Personal information
- Date of birth: 28 March 1964 (age 61)
- Place of birth: Czechoslovakia
- Position: Forward

Youth career
- 1974–1975: TJ Tatran Bzenica

Senior career*
- Years: Team / Apps / (Gls)
- 1984–1985: Spartak Trnava
- 1985–1986: Dukla Banská Bystrica
- 1986–1987: Liptovský Mikuláš
- 1987–1990: Spartak Trnava
- 1990–1992: Nitra / ? / (29)
- 1992–1993: Baník Ostrava / 14 / (1)
- 1993–1995: Svit Zlín / 44 / (16)
- 1995–1998: Panachaiki / 94 / (25)
- 1998: AEL / 3 / (0)
- 1998–2000: Senica

= Igor Klejch =

Slovak footballer (born 1964)

Igor Klejch (born 28 March 1964) is a Slovak former professional footballer who played as a forward for clubs in Czechoslovakia and Greece.

==Club career==
Klejch began playing football in the Czechoslovak First League, making 149 appearances before the league split in 1992, including 28 appearances for FC Nitra during the 1990–91 season.
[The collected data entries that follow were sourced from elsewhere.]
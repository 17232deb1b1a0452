// SPDX-FileCopyrightText: © 2025 Phala Network <dstack@phala.network>
//
// SPDX-License-Identifier: BUSL-1.1

//! TPM Event Log parsing (binary_bios_measurements format)

use crate::codecs::VecOf;
use crate::replay::ReplayError;
use crate::tcg::{self, TcgDigest, TcgEfiSpecIdEvent};
use anyhow::{Context, Result};
use scale::{Decode, Encode};
use serde::{Deserialize, Serialize};
use serde_human_bytes as hex_bytes;

/// Kernel export of the firmware event log
pub const TPM_BINARY_BIOS_MEASUREMENTS: &str =
    "/sys/kernel/security/tpm0/binary_bios_measurements";

/// Signature opening the data of a StartupLocality `EV_NO_ACTION` event
pub const STARTUP_LOCALITY_SIGNATURE: &[u8; 16] = b"StartupLocality\0";

/// One TCG_PCR_EVENT2 record
///
/// See TCG PC Client Platform Firmware Profile spec section 9.2.2
#[derive(Clone, PartialEq, Eq, Serialize, Deserialize)]
pub struct TpmEvent {
    /// PCR index this event was extended to
    pub pcr_index: u32,
    pub event_type: u32,
    /// One digest per bank the log records
    pub digests: Vec<TcgDigest>,
    /// Raw event data
    #[serde(with = "hex_bytes")]
    pub data: Vec<u8>,
}

impl core::fmt::Debug for TpmEvent {
    fn fmt(&self, f: &mut core::fmt::Formatter<'_>) -> core::fmt::Result {
        f.debug_struct("TpmEvent")
            .field("pcr_index", &self.pcr_index)
            .field("event_type", &self.event_type)
            .field(
                "digests",
                &self
                    .digests
                    .iter()
                    .map(|d| hex::encode(&d.hash))
                    .collect::<Vec<_>>(),
            )
            .field("data", &hex::encode(&self.data))
            .finish()
    }
}

impl Decode for TpmEvent {
    fn decode<I: scale::Input>(input: &mut I) -> Result<Self, scale::Error> {
        let pcr_index = u32::decode(input)?;
        let event_type = u32::decode(input)?;
        let digests = VecOf::<u32, TcgDigest>::decode(input)?.into_inner();
        let data = VecOf::<u32, u8>::decode(input)?.into_inner();
        Ok(Self {
            pcr_index,
            event_type,
            digests,
            data,
        })
    }
}

impl Encode for TpmEvent {
    fn encode_to<O: scale::Output + ?Sized>(&self, dest: &mut O) {
        self.pcr_index.encode_to(dest);
        self.event_type.encode_to(dest);
        (self.digests.len() as u32).encode_to(dest);
        for digest in &self.digests {
            digest.encode_to(dest);
        }
        (self.data.len() as u32).encode_to(dest);
        dest.write(&self.data);
    }
}

impl TpmEvent {
    pub fn new(pcr_index: u32, event_type: u32, digests: Vec<TcgDigest>, data: Vec<u8>) -> Self {
        Self {
            pcr_index,
            event_type,
            digests,
            data,
        }
    }

    /// The digest recorded for one bank
    pub fn digest(&self, algo_id: u16) -> Option<&[u8]> {
        self.digests
            .iter()
            .find(|d| d.algo_id == algo_id)
            .map(|d| d.hash.as_slice())
    }

    /// Whether this event was extended into its PCR
    pub fn is_extended_to_pcr(&self) -> bool {
        self.event_type != tcg::EV_NO_ACTION
    }

    /// Locality announced by a StartupLocality event
    pub fn startup_locality(&self) -> Option<u8> {
        if self.event_type != tcg::EV_NO_ACTION || self.pcr_index != 0 {
            return None;
        }
        match self.data.as_slice() {
            [signature @ .., locality] if signature == STARTUP_LOCALITY_SIGNATURE.as_slice() => {
                Some(*locality)
            }
            _ => None,
        }
    }
}

#[derive(Clone, Debug)]
pub struct TpmEventLog {
    pub spec_id_header_event: TcgEfiSpecIdEvent,
    /// Every event after the header, including `EV_NO_ACTION` ones
    pub events: Vec<TpmEvent>,
}

impl TpmEventLog {
    pub fn new(spec_id_header_event: TcgEfiSpecIdEvent, events: Vec<TpmEvent>) -> Self {
        Self {
            spec_id_header_event,
            events,
        }
    }

    /// Decode from binary_bios_measurements format
    ///
    /// First event is TCG_PCClientPCREvent (legacy format with SHA-1).
    /// Subsequent events are TCG_PCR_EVENT2 (crypto-agile format).
    pub fn decode(input: &mut &[u8]) -> Result<Self> {
        let spec_id_header_event = parse_spec_id_event(input)
            .map_err(|e| ReplayError::Malformed(format!("bad spec id event: {e:#}")))?;

        let mut events = vec![];
        loop {
            let head_buffer = &mut &input[..];
            let pcr_index = match u32::decode(head_buffer) {
                Ok(idx) => idx,
                Err(_) => break,
            };

            if pcr_index == 0xFFFFFFFF {
                break;
            }

            let event = TpmEvent::decode(input).map_err(|e| {
                ReplayError::Malformed(format!("event {} is truncated: {e}", events.len()))
            })?;
            events.push(event);
        }

        Ok(TpmEventLog {
            spec_id_header_event,
            events,
        })
    }

    /// Encode in binary_bios_measurements format
    pub fn encode(&self) -> Vec<u8> {
        let header = SpecIdHeader {
            pcr_index: 0,
            event_type: tcg::EV_NO_ACTION,
            digest_sha1: [0; 20],
            event: self.spec_id_header_event.encode().into(),
        };
        let mut out = header.encode();
        for event in &self.events {
            event.encode_to(&mut out);
        }
        out
    }

    /// Filter events by PCR index
    pub fn filter_by_pcr(&self, pcr_index: u32) -> Vec<TpmEvent> {
        self.events
            .iter()
            .filter(|e| e.pcr_index == pcr_index)
            .cloned()
            .collect()
    }

    /// Banks the header announces
    pub fn algorithms(&self) -> Vec<u16> {
        self.spec_id_header_event
            .digest_sizes
            .iter()
            .map(|d| d.algo_id)
            .collect()
    }
}

#[derive(Encode, Decode)]
struct SpecIdHeader {
    pcr_index: u32,
    event_type: u32,
    digest_sha1: [u8; 20],
    event: VecOf<u32, u8>,
}

/// Parse Spec ID Event in legacy TCG_PCClientPCREvent format
fn parse_spec_id_event<I: scale::Input>(input: &mut I) -> Result<TcgEfiSpecIdEvent> {
    let header = SpecIdHeader::decode(input).context("failed to decode spec id header")?;
    if header.event_type != tcg::EV_NO_ACTION {
        anyhow::bail!(
            "first event has type 0x{:x}, expected EV_NO_ACTION",
            header.event_type
        );
    }
    TcgEfiSpecIdEvent::decode(&mut header.event.as_slice())
        .context("failed to decode TcgEfiSpecIdEvent")
}

#[cfg(test)]
mod tests {
    use super::*;

    fn sha256(hash: u8) -> TcgDigest {
        TcgDigest {
            algo_id: tcg::TPM_ALG_SHA256,
            hash: vec![hash; 32],
        }
    }

    fn sample() -> TpmEventLog {
        let mut locality = STARTUP_LOCALITY_SIGNATURE.to_vec();
        locality.push(3);
        TpmEventLog::new(
            TcgEfiSpecIdEvent::default(),
            vec![
                TpmEvent::new(0, tcg::EV_NO_ACTION, vec![sha256(0)], locality),
                TpmEvent::new(0, tcg::EV_S_CRTM_VERSION, vec![sha256(1)], vec![0; 2]),
                TpmEvent::new(2, tcg::EV_SEPARATOR, vec![sha256(2)], vec![0; 4]),
            ],
        )
    }

    #[test]
    fn test_decode_empty() {
        let result = TpmEventLog::decode(&mut &[][..]);
        assert!(result.is_err());
    }

    #[test]
    fn test_encode_decode() {
        let log = sample();
        let bytes = log.encode();
        let decoded = TpmEventLog::decode(&mut bytes.as_slice()).unwrap();
        assert_eq!(decoded.events, log.events);
        assert_eq!(decoded.algorithms(), vec![tcg::TPM_ALG_SHA256]);
        assert_eq!(
            decoded.spec_id_header_event.signature,
            tcg::SPEC_ID_EVENT03_SIGNATURE
        );
    }

    #[test]
    fn test_truncated_log_is_malformed() {
        let bytes = sample().encode();
        let err = TpmEventLog::decode(&mut &bytes[..bytes.len() - 3]).unwrap_err();
        assert!(matches!(
            err.downcast_ref::<ReplayError>(),
            Some(ReplayError::Malformed(_))
        ));
    }

    #[test]
    fn test_filter_and_locality() {
        let log = sample();
        assert_eq!(log.filter_by_pcr(0).len(), 2);
        assert_eq!(log.filter_by_pcr(99).len(), 0);
        assert_eq!(log.events[0].startup_locality(), Some(3));
        assert!(!log.events[0].is_extended_to_pcr());
        assert_eq!(log.events[1].startup_locality(), None);
        assert_eq!(log.events[2].digest(tcg::TPM_ALG_SHA256), Some(&[2u8; 32][..]));
        assert_eq!(log.events[2].digest(tcg::TPM_ALG_SHA1), None);
    }

    #[test]
    fn test_json_uses_hex() {
        let json = serde_json::to_value(&sample().events[2]).unwrap();
        assert_eq!(json["data"], "00000000");
        assert_eq!(json["digests"][0]["algo_id"], 11);
    }
}
// SPDX-FileCopyrightText: © 2025 Phala Network <dstack@phala.network>
//
// SPDX-License-Identifier: Apache-2.0

use std::path::PathBuf;

use anyhow::{Context, Result};
use clap::{Parser, Subcommand};
use tpm2::{sweep, SweepScope, TpmAlgId, TpmContext, TpmError};
use tpm_seal::error::{read_input, write_output};
use tpm_seal::negotiator::{Encryption, HmacMode, SessionPlan};
use tpm_seal::{classify, eventlog, flows, import, keys, pcr_spec, report, ImportBlob};
use tracing::info;

/// Policy-gated TPM sealing utility
#[derive(Parser)]
#[command(author, version, about)]
struct Cli {
    /// TPM to talk to: a device path, `simulator`, or a host:port to dial
    #[arg(long, global = true, default_value = "/dev/tpmrm0")]
    tpm_path: String,

    #[clap(subcommand)]
    command: Commands,
}

#[derive(Subcommand)]
enum Commands {
    /// Seal "secrets" to a PCR's live value, then load and unseal it
    SealUnseal(SealUnsealArgs),
    /// Seal behind an auth value and unseal over an HMAC session
    EncryptedSession(EncryptedSessionArgs),
    /// Export the endorsement public key as PEM
    EkPub(EkPubArgs),
    /// Wrap a secret for another TPM's endorsement key
    ImportSeal(ImportSealArgs),
    /// Import and unseal a wrapped secret on this TPM
    ImportUnseal(ImportUnsealArgs),
    /// Verify the firmware event log against PCR values
    EventLog(EventLogArgs),
    /// Flush leftover handles
    Flush(FlushArgs),
}

#[derive(Parser)]
struct SealUnsealArgs {
    /// PCR (SHA-256 bank) the secret is sealed to
    #[arg(long, default_value = "23")]
    pcr: String,
}

#[derive(Parser)]
struct EncryptedSessionArgs {
    /// data to seal
    #[arg(long, default_value = "secrets")]
    data: String,

    /// how the unseal session is keyed: plain, salted-ek, salted-primary or bound
    #[arg(long)]
    session_mode: String,

    /// parameter encryption of the unseal session: none, in, out or in-out
    #[arg(long, default_value = "out")]
    encrypt: String,
}

#[derive(Parser)]
struct EkPubArgs {
    /// write the PEM here instead of stdout
    #[arg(short, long)]
    out: Option<PathBuf>,
}

#[derive(Parser)]
struct ImportSealArgs {
    /// PEM public key of the target's endorsement key
    #[arg(long)]
    ek_pub_file: PathBuf,

    /// where to write the wrapped blob
    #[arg(long)]
    sealed_data_file: PathBuf,

    /// secret to wrap
    #[arg(long)]
    secret: String,

    /// SHA-256 PCR values the target must hold, as index=hex,...
    #[arg(long)]
    pcr_values: Option<String>,
}

#[derive(Parser)]
struct ImportUnsealArgs {
    /// wrapped blob written by import-seal
    #[arg(long)]
    sealed_data_file: PathBuf,

    /// sweep handles of this scope before importing
    #[arg(long)]
    flush: Option<String>,
}

#[derive(Parser)]
struct EventLogArgs {
    /// binary event log; defaults to /sys/kernel/security/tpm0/binary_bios_measurements
    #[arg(long)]
    event_log: Option<PathBuf>,

    /// PCR to verify
    #[arg(long)]
    pcr: String,

    /// expected PCR value in hex instead of reading it from the TPM
    #[arg(long)]
    pcr_value: Option<String>,

    /// PCR bank: sha1 or sha256
    #[arg(long, default_value = "sha1")]
    bank: String,
}

#[derive(Parser)]
struct FlushArgs {
    /// all, loaded, saved or transient
    #[arg(long, default_value = "all")]
    scope: String,
}

fn open_tpm(path: &str) -> Result<TpmContext> {
    TpmContext::new(Some(path)).with_context(|| format!("failed to open TPM at {path}"))
}

fn cmd_seal_unseal(tpm_path: &str, args: SealUnsealArgs) -> Result<()> {
    let pcr = pcr_spec::parse_pcr_index(&args.pcr)?;
    let mut ctx = open_tpm(tpm_path)?;
    let data = flows::seal_unseal(&mut ctx, pcr, flows::SEAL_UNSEAL_PAYLOAD)?;
    ctx.close();
    println!("{}", String::from_utf8_lossy(&data));
    Ok(())
}

fn cmd_encrypted_session(tpm_path: &str, args: EncryptedSessionArgs) -> Result<()> {
    let mode: HmacMode = args.session_mode.parse()?;
    let Encryption(encryption) = args.encrypt.parse::<Encryption>()?;
    let mut ctx = open_tpm(tpm_path)?;
    let data = flows::encrypted_session(
        &mut ctx,
        args.data.as_bytes(),
        SessionPlan::new(mode, encryption),
    )?;
    ctx.close();
    println!("{}", String::from_utf8_lossy(&data));
    Ok(())
}

fn cmd_ek_pub(tpm_path: &str, args: EkPubArgs) -> Result<()> {
    let mut ctx = open_tpm(tpm_path)?;
    let pem = flows::ek_public_pem(&mut ctx)?;
    ctx.close();
    match args.out {
        Some(path) => {
            write_output(&path, "EK public key", &pem)?;
            info!("EK public key written to {}", path.display());
        }
        None => print!("{pem}"),
    }
    Ok(())
}

fn cmd_import_seal(args: ImportSealArgs) -> Result<()> {
    let pcrs = args
        .pcr_values
        .as_deref()
        .map(|spec| pcr_spec::parse_pcr_values(spec, TpmAlgId::Sha256))
        .transpose()?;
    let pem = read_input(&args.ek_pub_file, "EK public key")?;
    let pem = String::from_utf8(pem)
        .map_err(|_| TpmError::malformed("EK public key file is not text"))?;
    let ek_public = keys::ek_public_from_pem(&pem)?;
    let blob = import::wrap(
        &ek_public,
        args.secret.as_bytes(),
        pcrs.as_ref(),
        &mut rand::thread_rng(),
    )?;
    blob.write_to(&args.sealed_data_file)?;
    info!("wrapped secret written to {}", args.sealed_data_file.display());
    Ok(())
}

fn cmd_import_unseal(tpm_path: &str, args: ImportUnsealArgs) -> Result<()> {
    let flush = args
        .flush
        .as_deref()
        .map(str::parse::<SweepScope>)
        .transpose()?;
    let blob = ImportBlob::read_from(&args.sealed_data_file)?;
    let mut ctx = open_tpm(tpm_path)?;
    if let Some(scope) = flush {
        sweep(&mut ctx, scope)?;
    }
    let secret = flows::import_unseal(&mut ctx, &blob)?;
    ctx.close();
    println!("{}", String::from_utf8_lossy(&secret));
    Ok(())
}

fn cmd_event_log(tpm_path: &str, args: EventLogArgs) -> Result<()> {
    let pcr = pcr_spec::parse_pcr_index(&args.pcr)?;
    let bank = pcr_spec::parse_bank(&args.bank)?;
    let given = args
        .pcr_value
        .as_deref()
        .map(|value| {
            hex::decode(value.trim()).map_err(|e| {
                TpmError::malformed(format!("PCR value is not valid hex: {e}"))
            })
        })
        .transpose()?;
    let log = eventlog::read_log(args.event_log.as_deref())?;
    let reference = match given {
        Some(value) => eventlog::given_bank(bank, pcr, value)?,
        None => {
            let mut ctx = open_tpm(tpm_path)?;
            let reference = eventlog::live_bank(&mut ctx, bank, &[pcr])?;
            ctx.close();
            reference
        }
    };
    let verified = eventlog::verify_log(&log, &reference)?;
    println!(
        "{}",
        serde_json::to_string_pretty(&verified).context("failed to serialize events")?
    );
    Ok(())
}

fn cmd_flush(tpm_path: &str, args: FlushArgs) -> Result<()> {
    let scope: SweepScope = args.scope.parse()?;
    let mut ctx = open_tpm(tpm_path)?;
    let flushed = sweep(&mut ctx, scope)?;
    ctx.close();
    println!("flushed {flushed} handle(s)");
    Ok(())
}

fn run(cli: Cli) -> Result<()> {
    let tpm_path = cli.tpm_path.as_str();
    match cli.command {
        Commands::SealUnseal(args) => cmd_seal_unseal(tpm_path, args)?,
        Commands::EncryptedSession(args) => cmd_encrypted_session(tpm_path, args)?,
        Commands::EkPub(args) => cmd_ek_pub(tpm_path, args)?,
        Commands::ImportSeal(args) => cmd_import_seal(args)?,
        Commands::ImportUnseal(args) => cmd_import_unseal(tpm_path, args)?,
        Commands::EventLog(args) => cmd_event_log(tpm_path, args)?,
        Commands::Flush(args) => cmd_flush(tpm_path, args)?,
    }
    Ok(())
}

fn main() {
    {
        use tracing_subscriber::{fmt, EnvFilter};
        let filter = EnvFilter::try_from_default_env().unwrap_or_else(|_| EnvFilter::new("info"));
        fmt().with_env_filter(filter).with_writer(std::io::stderr).init();
    }

    let cli = Cli::parse();
    if let Err(err) = run(cli) {
        eprintln!("{}", report(&err));
        std::process::exit(classify(&err).exit_code());
    }
}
He would become the leading goal-scorer in the Slovak second division the following season. Klejch played for Baník Ostrava and Svit Zlín in the Czech First League, scoring a total of 17 goals in 58 appearances over two league seasons. Klejch finished his time in Czechoslovakia, including the successor state Czech Republic, with 58 goals from 208 top flight matches.

In July 1995, Klejch joined Super League Greece side Panachaiki for the three seasons and would appear in 94 league matches and score 25 goals for the club.